▶ **ABOUT THIS EXERCISE**:
Please give the listing again in its entirety, exactly as written.

▶ **INFORMATION SUPPLIED**:
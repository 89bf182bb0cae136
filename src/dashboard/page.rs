use kurbo::{RoundedRect, Shape as _};

use crate::{
    dashboard::{
        cards::{MetricsDashboard, primary_metrics},
        chart::{LineChart, SAMPLE_SERIES, SeriesPoint, SeriesRenderer},
    },
    foundation::{
        core::{Rect, Rgba8, Viewport},
        error::{VoiceprintsError, VoiceprintsResult},
        rng::ColorSource,
    },
    fractal::background::{FractalBackground, MountedBackground},
    render::backend::DrawSurface,
};

const PAD: f64 = 24.0;
const TITLE_HEIGHT: f64 = 48.0;
const CARD_HEIGHT: f64 = 120.0;
const CARD_RADIUS: f64 = 12.0;

/// Rectangles of the page elements for one viewport.
#[derive(Clone, Debug, PartialEq)]
pub struct PageLayout {
    pub cards: Vec<Rect>,
    pub chart: Rect,
}

impl PageLayout {
    /// Cards in a row under the title, the chart filling the rest.
    pub fn for_viewport(viewport: Viewport, card_count: usize) -> VoiceprintsResult<Self> {
        let bounds = viewport.bounds();
        let (w, h) = (bounds.width(), bounds.height());
        let n = card_count.max(1) as f64;

        let card_w = (w - PAD * (n + 1.0)) / n;
        let cards_top = PAD + TITLE_HEIGHT;
        let chart_top = cards_top + CARD_HEIGHT + PAD;
        if card_w <= 0.0 || chart_top >= h - PAD {
            return Err(VoiceprintsError::validation(format!(
                "viewport {}x{} is too small for the dashboard layout",
                viewport.width, viewport.height
            )));
        }

        let cards = (0..card_count)
            .map(|i| {
                let x0 = PAD + i as f64 * (card_w + PAD);
                Rect::new(x0, cards_top, x0 + card_w, cards_top + CARD_HEIGHT)
            })
            .collect();
        Ok(Self {
            cards,
            chart: Rect::new(PAD, chart_top, w - PAD, h - PAD),
        })
    }
}

/// Page shell: fractal background with card panels and the chart stacked on top.
#[derive(Clone, Debug)]
pub struct DashboardPage {
    pub background: FractalBackground,
    pub metrics: MetricsDashboard,
    pub chart: LineChart,
    pub series: Vec<SeriesPoint>,
    pub panel: Rgba8,
}

impl Default for DashboardPage {
    fn default() -> Self {
        Self {
            background: FractalBackground::default(),
            metrics: primary_metrics(),
            chart: LineChart::default(),
            series: SAMPLE_SERIES.to_vec(),
            panel: Rgba8::opaque(0x1c, 0x1c, 0x3c).with_alpha(0xb3),
        }
    }
}

impl DashboardPage {
    pub fn with_background(background: FractalBackground) -> Self {
        Self {
            background,
            ..Self::default()
        }
    }

    /// Mount the background, then draw panels and chart over it.
    ///
    /// The returned guard owns teardown of the whole page.
    #[tracing::instrument(skip(self, surface, colors))]
    pub fn render<'s, S: DrawSurface>(
        &self,
        surface: &'s mut S,
        colors: &mut dyn ColorSource,
    ) -> VoiceprintsResult<MountedBackground<'s, S>> {
        let layout = PageLayout::for_viewport(surface.size(), self.metrics.cards.len())?;
        let mut mounted = self.background.mount(surface, colors)?;

        let target = mounted.surface_mut();
        for rect in &layout.cards {
            let panel = RoundedRect::from_rect(*rect, CARD_RADIUS).to_path(0.1);
            target.fill_path(&panel, self.panel)?;
        }
        let segments = self.chart.render(&mut *target, layout.chart, &self.series)?;
        target.present()?;

        tracing::debug!(
            cards = layout.cards.len(),
            segments,
            "dashboard layers drawn"
        );
        Ok(mounted)
    }
}

#[cfg(test)]
#[path = "../../tests/unit/dashboard/page.rs"]
mod tests;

▶ **SOLUTION**:
repository 89bf182bb0cae136
filename src/dashboard/page.rs
use kurbo::{RoundedRect, Shape as _};

use crate::{
    dashboard::{
        cards::{MetricsDashboard, primary_metrics},
        chart::{LineChart, SAMPLE_SERIES, SeriesPoint, SeriesRenderer},
    },
    foundation::{
        core::{Rect, Rgba8, Viewport},
        error::{VoiceprintsError, VoiceprintsResult},
        rng::ColorSource,
    },
    fractal::background::{FractalBackground, MountedBackground},
    render::backend::DrawSurface,
};

const PAD: f64 = 24.0;
const TITLE_HEIGHT: f64 = 48.0;
const CARD_HEIGHT: f64 = 120.0;
const CARD_RADIUS: f64 = 12.0;

/// Rectangles of the page elements for one viewport.
#[derive(Clone, Debug, PartialEq)]
pub struct PageLayout {
    pub cards: Vec<Rect>,
    pub chart: Rect,
}

impl PageLayout {
    /// Cards in a row under the title, the chart filling the rest.
    pub fn for_viewport(viewport: Viewport, card_count: usize) -> VoiceprintsResult<Self> {
        let bounds = viewport.bounds();
        let (w, h) = (bounds.width(), bounds.height());
        let n = card_count.max(1) as f64;

        let card_w = (w - PAD * (n + 1.0)) / n;
        let cards_top = PAD + TITLE_HEIGHT;
        let chart_top = cards_top + CARD_HEIGHT + PAD;
        if card_w <= 0.0 || chart_top >= h - PAD {
            return Err(VoiceprintsError::validation(format!(
                "viewport {}x{} is too small for the dashboard layout",
                viewport.width, viewport.height
            )));
        }

        let cards = (0..card_count)
            .map(|i| {
                let x0 = PAD + i as f64 * (card_w + PAD);
                Rect::new(x0, cards_top, x0 + card_w, cards_top + CARD_HEIGHT)
            })
            .collect();
        Ok(Self {
            cards,
            chart: Rect::new(PAD, chart_top, w - PAD, h - PAD),
        })
    }
}

/// Page shell: fractal background with card panels and the chart stacked on top.
#[derive(Clone, Debug)]
pub struct DashboardPage {
    pub background: FractalBackground,
    pub metrics: MetricsDashboard,
    pub chart: LineChart,
    pub series: Vec<SeriesPoint>,
    pub panel: Rgba8,
}

impl Default for DashboardPage {
    fn default() -> Self {
        Self {
            background: FractalBackground::default(),
            metrics: primary_metrics(),
            chart: LineChart::default(),
            series: SAMPLE_SERIES.to_vec(),
            panel: Rgba8::opaque(0x1c, 0x1c, 0x3c).with_alpha(0xb3),
        }
    }
}

impl DashboardPage {
    pub fn with_background(background: FractalBackground) -> Self {
        Self {
            background,
            ..Self::default()
        }
    }

    /// Mount the background, then draw panels and chart over it.
    ///
    /// The returned guard owns teardown of the whole page.
    #[tracing::instrument(skip(self, surface, colors))]
    pub fn render<'s, S: DrawSurface>(
        &self,
        surface: &'s mut S,
        colors: &mut dyn ColorSource,
    ) -> VoiceprintsResult<MountedBackground<'s, S>> {
        let layout = PageLayout::for_viewport(surface.size(), self.metrics.cards.len())?;
        let mut mounted = self.background.mount(surface, colors)?;

        let target = mounted.surface_mut();
        for rect in &layout.cards {
            let panel = RoundedRect::from_rect(*rect, CARD_RADIUS).to_path(0.1);
            target.fill_path(&panel, self.panel)?;
        }
        let segments = self.chart.render(&mut *target, layout.chart, &self.series)?;
        target.present()?;

        tracing::debug!(
            cards = layout.cards.len(),
            segments,
            "dashboard layers drawn"
        );
        Ok(mounted)
    }
}

#[cfg(test)]
#[path = "../../tests/unit/dashboard/page.rs"]
mod tests;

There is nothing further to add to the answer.